**PROBLEM TO WORK ON**
The entries below are to be printed again word for word.
[EXTRACTED DATA — start]
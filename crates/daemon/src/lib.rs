//! Bootstraps all control-plane components into one process.
//!
//! Startup order matters: the store must open before anything writes to it,
//! membership must have a snapshot before the first reconciliation pass, and
//! the endpoint is only advertised once the first pass has completed and the
//! server is accepting connections.
#![warn(missing_docs)]
#![warn(clippy::all)]

use std::net::{IpAddr, Ipv4Addr, SocketAddr};
use std::path::PathBuf;
use std::sync::Arc;
use std::time::Duration;

use shardmaster_catalog::{AcceptAll, DatasetPrefix, FsShardCatalog};
use shardmaster_membership::{
    FileMembershipSource, Host, MembershipTracker, MembershipTrackerConfig,
};
use shardmaster_placement::RendezvousPlacer;
use shardmaster_refresher::{AssignmentRefresher, RefresherConfig};
use shardmaster_service::{AssignmentServer, EndpointRegistry, FsEndpointRegistry};
use shardmaster_store::AssignmentStore;
use tokio_util::sync::CancellationToken;
use tracing::{info, warn};

/// Errors fatal to daemon startup or shutdown.
#[derive(Debug, thiserror::Error)]
pub enum DaemonError {
    /// Membership tracker failure.
    #[error(transparent)]
    Membership(#[from] shardmaster_membership::MembershipError),

    /// Initial reconciliation pass failure.
    #[error(transparent)]
    Refresher(#[from] shardmaster_refresher::RefresherError),

    /// Assignment service failure.
    #[error(transparent)]
    Service(#[from] shardmaster_service::ServiceError),

    /// Assignment store failure.
    #[error(transparent)]
    Store(#[from] shardmaster_store::StoreError),
}

/// Configuration for one daemon instance.
#[derive(Clone, Debug)]
pub struct DaemonConfig {
    /// Host name advertised to clients via the endpoint registry.
    pub advertised_host: String,

    /// Root directory of the shard catalog.
    pub data_root: PathBuf,

    /// Only serve datasets whose name starts with this prefix.
    pub dataset_prefix: Option<String>,

    /// Path of the assignment database.
    pub db_path: PathBuf,

    /// Path of the local membership checkpoint.
    pub hosts_checkpoint: PathBuf,

    /// Candidate host sets shrinking past this ratio are rejected.
    pub hosts_drop_ratio: f64,

    /// File listing cluster members, one `name:port` per line.
    pub members_file: PathBuf,

    /// Interval at which the membership source is polled.
    pub membership_refresh_interval: Duration,

    /// Port the assignment service listens on. Zero binds an ephemeral port.
    pub port: u16,

    /// Interval between reconciliation passes.
    pub refresh_interval: Duration,

    /// Directory of the endpoint registry.
    pub registry_dir: PathBuf,

    /// Number of hosts each shard is assigned to.
    pub replication_factor: usize,

    /// Assignment rows older than this are refreshed in place.
    pub staleness_threshold: Duration,

    /// Maximum number of datasets reconciled concurrently.
    pub worker_pool_size: usize,
}

/// Run the daemon until `shutdown_token` is cancelled.
///
/// # Errors
///
/// Returns an error if any component fails to start. Failures after startup
/// are handled by the components themselves.
pub async fn run_daemon(
    config: DaemonConfig,
    shutdown_token: CancellationToken,
) -> Result<(), DaemonError> {
    let store = AssignmentStore::connect(&config.db_path, config.staleness_threshold).await?;
    info!("assignment store open at {}", config.db_path.display());

    let source = Arc::new(FileMembershipSource::new(&config.members_file));
    let mut tracker_config = MembershipTrackerConfig::new(&config.hosts_checkpoint);
    tracker_config.drop_ratio = config.hosts_drop_ratio;
    tracker_config.refresh_interval = config.membership_refresh_interval;
    let tracker = Arc::new(MembershipTracker::new(source, tracker_config));
    tracker.start().await?;

    let catalog = Arc::new(match &config.dataset_prefix {
        Some(prefix) => FsShardCatalog::new(&config.data_root, DatasetPrefix::new(prefix)),
        None => FsShardCatalog::new(&config.data_root, AcceptAll),
    });
    let placer = Arc::new(RendezvousPlacer::new(config.replication_factor));

    let refresher = AssignmentRefresher::new(
        catalog,
        Arc::clone(&tracker),
        placer,
        store.clone(),
        RefresherConfig {
            refresh_interval: config.refresh_interval,
            worker_pool_size: config.worker_pool_size,
        },
    );
    refresher.initialize().await?;
    refresher.start().await;

    let listen_addr = SocketAddr::new(IpAddr::V4(Ipv4Addr::UNSPECIFIED), config.port);
    let server = AssignmentServer::new(store, listen_addr);
    let bound_addr = server.start().await?;

    let endpoint = Host::new(&config.advertised_host, bound_addr.port());
    let registry = FsEndpointRegistry::new(&config.registry_dir);
    registry.register(&endpoint).await?;

    info!("daemon ready, serving as {}", endpoint);
    shutdown_token.cancelled().await;
    info!("daemon shutting down");

    if let Err(e) = registry.deregister(&endpoint).await {
        warn!("failed to deregister endpoint: {}", e);
    }
    server.shutdown().await;
    refresher.shutdown().await;
    tracker.shutdown().await;

    Ok(())
}

#[cfg(test)]
mod tests {
    use super::*;

    use shardmaster_service::AssignmentClient;

    async fn write_fixture(root: &std::path::Path) -> DaemonConfig {
        tokio::fs::write(root.join("members"), "h1:9000\nh2:9000\nh3:9000\n")
            .await
            .unwrap();

        let data_root = root.join("data");
        for shard in ["shard.0", "shard.1"] {
            tokio::fs::create_dir_all(data_root.join("events").join(shard))
                .await
                .unwrap();
        }

        DaemonConfig {
            advertised_host: "localhost".to_string(),
            data_root,
            dataset_prefix: None,
            db_path: root.join("assignments.db"),
            hosts_checkpoint: root.join("hosts.checkpoint"),
            hosts_drop_ratio: 0.5,
            members_file: root.join("members"),
            membership_refresh_interval: Duration::from_secs(60),
            port: 0,
            refresh_interval: Duration::from_secs(900),
            registry_dir: root.join("endpoints"),
            replication_factor: 2,
            staleness_threshold: Duration::from_secs(3600),
            worker_pool_size: 5,
        }
    }

    #[tokio::test]
    async fn test_daemon_serves_after_startup() {
        let dir = tempfile::tempdir().unwrap();
        let config = write_fixture(dir.path()).await;
        let registry = FsEndpointRegistry::new(config.registry_dir.clone());

        let shutdown = CancellationToken::new();
        let daemon = tokio::spawn(run_daemon(config, shutdown.clone()));

        // Wait for the endpoint to be advertised, which happens last.
        let endpoint = loop {
            let endpoints = registry.endpoints().await.unwrap();
            if let Some(endpoint) = endpoints.first() {
                break endpoint.clone();
            }
            tokio::time::sleep(Duration::from_millis(20)).await;
        };

        let mut client = AssignmentClient::connect(("127.0.0.1", endpoint.port))
            .await
            .unwrap();
        let hosts = client.get_assignment("events", "events/shard.0").await.unwrap();
        assert_eq!(hosts.len(), 2);

        shutdown.cancel();
        daemon.await.unwrap().unwrap();

        // Clean shutdown withdraws the registration.
        assert!(registry.endpoints().await.unwrap().is_empty());
    }
}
[EXTRACTED DATA — finish]
**PROBLEM SOLUTION**
filename crates/daemon/src/lib.rs
//! Bootstraps all control-plane components into one process.
//!
//! Startup order matters: the store must open before anything writes to it,
//! membership must have a snapshot before the first reconciliation pass, and
//! the endpoint is only advertised once the first pass has completed and the
//! server is accepting connections.
#![warn(missing_docs)]
#![warn(clippy::all)]

use std::net::{IpAddr, Ipv4Addr, SocketAddr};
use std::path::PathBuf;
use std::sync::Arc;
use std::time::Duration;

use shardmaster_catalog::{AcceptAll, DatasetPrefix, FsShardCatalog};
use shardmaster_membership::{
    FileMembershipSource, Host, MembershipTracker, MembershipTrackerConfig,
};
use shardmaster_placement::RendezvousPlacer;
use shardmaster_refresher::{AssignmentRefresher, RefresherConfig};
use shardmaster_service::{AssignmentServer, EndpointRegistry, FsEndpointRegistry};
use shardmaster_store::AssignmentStore;
use tokio_util::sync::CancellationToken;
use tracing::{info, warn};

/// Errors fatal to daemon startup or shutdown.
#[derive(Debug, thiserror::Error)]
pub enum DaemonError {
    /// Membership tracker failure.
    #[error(transparent)]
    Membership(#[from] shardmaster_membership::MembershipError),

    /// Initial reconciliation pass failure.
    #[error(transparent)]
    Refresher(#[from] shardmaster_refresher::RefresherError),

    /// Assignment service failure.
    #[error(transparent)]
    Service(#[from] shardmaster_service::ServiceError),

    /// Assignment store failure.
    #[error(transparent)]
    Store(#[from] shardmaster_store::StoreError),
}

/// Configuration for one daemon instance.
#[derive(Clone, Debug)]
pub struct DaemonConfig {
    /// Host name advertised to clients via the endpoint registry.
    pub advertised_host: String,

    /// Root directory of the shard catalog.
    pub data_root: PathBuf,

    /// Only serve datasets whose name starts with this prefix.
    pub dataset_prefix: Option<String>,

    /// Path of the assignment database.
    pub db_path: PathBuf,

    /// Path of the local membership checkpoint.
    pub hosts_checkpoint: PathBuf,

    /// Candidate host sets shrinking past this ratio are rejected.
    pub hosts_drop_ratio: f64,

    /// File listing cluster members, one `name:port` per line.
    pub members_file: PathBuf,

    /// Interval at which the membership source is polled.
    pub membership_refresh_interval: Duration,

    /// Port the assignment service listens on. Zero binds an ephemeral port.
    pub port: u16,

    /// Interval between reconciliation passes.
    pub refresh_interval: Duration,

    /// Directory of the endpoint registry.
    pub registry_dir: PathBuf,

    /// Number of hosts each shard is assigned to.
    pub replication_factor: usize,

    /// Assignment rows older than this are refreshed in place.
    pub staleness_threshold: Duration,

    /// Maximum number of datasets reconciled concurrently.
    pub worker_pool_size: usize,
}

/// Run the daemon until `shutdown_token` is cancelled.
///
/// # Errors
///
/// Returns an error if any component fails to start. Failures after startup
/// are handled by the components themselves.
pub async fn run_daemon(
    config: DaemonConfig,
    shutdown_token: CancellationToken,
) -> Result<(), DaemonError> {
    let store = AssignmentStore::connect(&config.db_path, config.staleness_threshold).await?;
    info!("assignment store open at {}", config.db_path.display());

    let source = Arc::new(FileMembershipSource::new(&config.members_file));
    let mut tracker_config = MembershipTrackerConfig::new(&config.hosts_checkpoint);
    tracker_config.drop_ratio = config.hosts_drop_ratio;
    tracker_config.refresh_interval = config.membership_refresh_interval;
    let tracker = Arc::new(MembershipTracker::new(source, tracker_config));
    tracker.start().await?;

    let catalog = Arc::new(match &config.dataset_prefix {
        Some(prefix) => FsShardCatalog::new(&config.data_root, DatasetPrefix::new(prefix)),
        None => FsShardCatalog::new(&config.data_root, AcceptAll),
    });
    let placer = Arc::new(RendezvousPlacer::new(config.replication_factor));

    let refresher = AssignmentRefresher::new(
        catalog,
        Arc::clone(&tracker),
        placer,
        store.clone(),
        RefresherConfig {
            refresh_interval: config.refresh_interval,
            worker_pool_size: config.worker_pool_size,
        },
    );
    refresher.initialize().await?;
    refresher.start().await;

    let listen_addr = SocketAddr::new(IpAddr::V4(Ipv4Addr::UNSPECIFIED), config.port);
    let server = AssignmentServer::new(store, listen_addr);
    let bound_addr = server.start().await?;

    let endpoint = Host::new(&config.advertised_host, bound_addr.port());
    let registry = FsEndpointRegistry::new(&config.registry_dir);
    registry.register(&endpoint).await?;

    info!("daemon ready, serving as {}", endpoint);
    shutdown_token.cancelled().await;
    info!("daemon shutting down");

    if let Err(e) = registry.deregister(&endpoint).await {
        warn!("failed to deregister endpoint: {}", e);
    }
    server.shutdown().await;
    refresher.shutdown().await;
    tracker.shutdown().await;

    Ok(())
}

#[cfg(test)]
mod tests {
    use super::*;

    use shardmaster_service::AssignmentClient;

    async fn write_fixture(root: &std::path::Path) -> DaemonConfig {
        tokio::fs::write(root.join("members"), "h1:9000\nh2:9000\nh3:9000\n")
            .await
            .unwrap();

        let data_root = root.join("data");
        for shard in ["shard.0", "shard.1"] {
            tokio::fs::create_dir_all(data_root.join("events").join(shard))
                .await
                .unwrap();
        }

        DaemonConfig {
            advertised_host: "localhost".to_string(),
            data_root,
            dataset_prefix: None,
            db_path: root.join("assignments.db"),
            hosts_checkpoint: root.join("hosts.checkpoint"),
            hosts_drop_ratio: 0.5,
            members_file: root.join("members"),
            membership_refresh_interval: Duration::from_secs(60),
            port: 0,
            refresh_interval: Duration::from_secs(900),
            registry_dir: root.join("endpoints"),
            replication_factor: 2,
            staleness_threshold: Duration::from_secs(3600),
            worker_pool_size: 5,
        }
    }

    #[tokio::test]
    async fn test_daemon_serves_after_startup() {
        let dir = tempfile::tempdir().unwrap();
        let config = write_fixture(dir.path()).await;
        let registry = FsEndpointRegistry::new(config.registry_dir.clone());

        let shutdown = CancellationToken::new();
        let daemon = tokio::spawn(run_daemon(config, shutdown.clone()));

        // Wait for the endpoint to be advertised, which happens last.
        let endpoint = loop {
            let endpoints = registry.endpoints().await.unwrap();
            if let Some(endpoint) = endpoints.first() {
                break endpoint.clone();
            }
            tokio::time::sleep(Duration::from_millis(20)).await;
        };

        let mut client = AssignmentClient::connect(("127.0.0.1", endpoint.port))
            .await
            .unwrap();
        let hosts = client.get_assignment("events", "events/shard.0").await.unwrap();
        assert_eq!(hosts.len(), 2);

        shutdown.cancel();
        daemon.await.unwrap().unwrap();

        // Clean shutdown withdraws the registration.
        assert!(registry.endpoints().await.unwrap().is_empty());
    }
}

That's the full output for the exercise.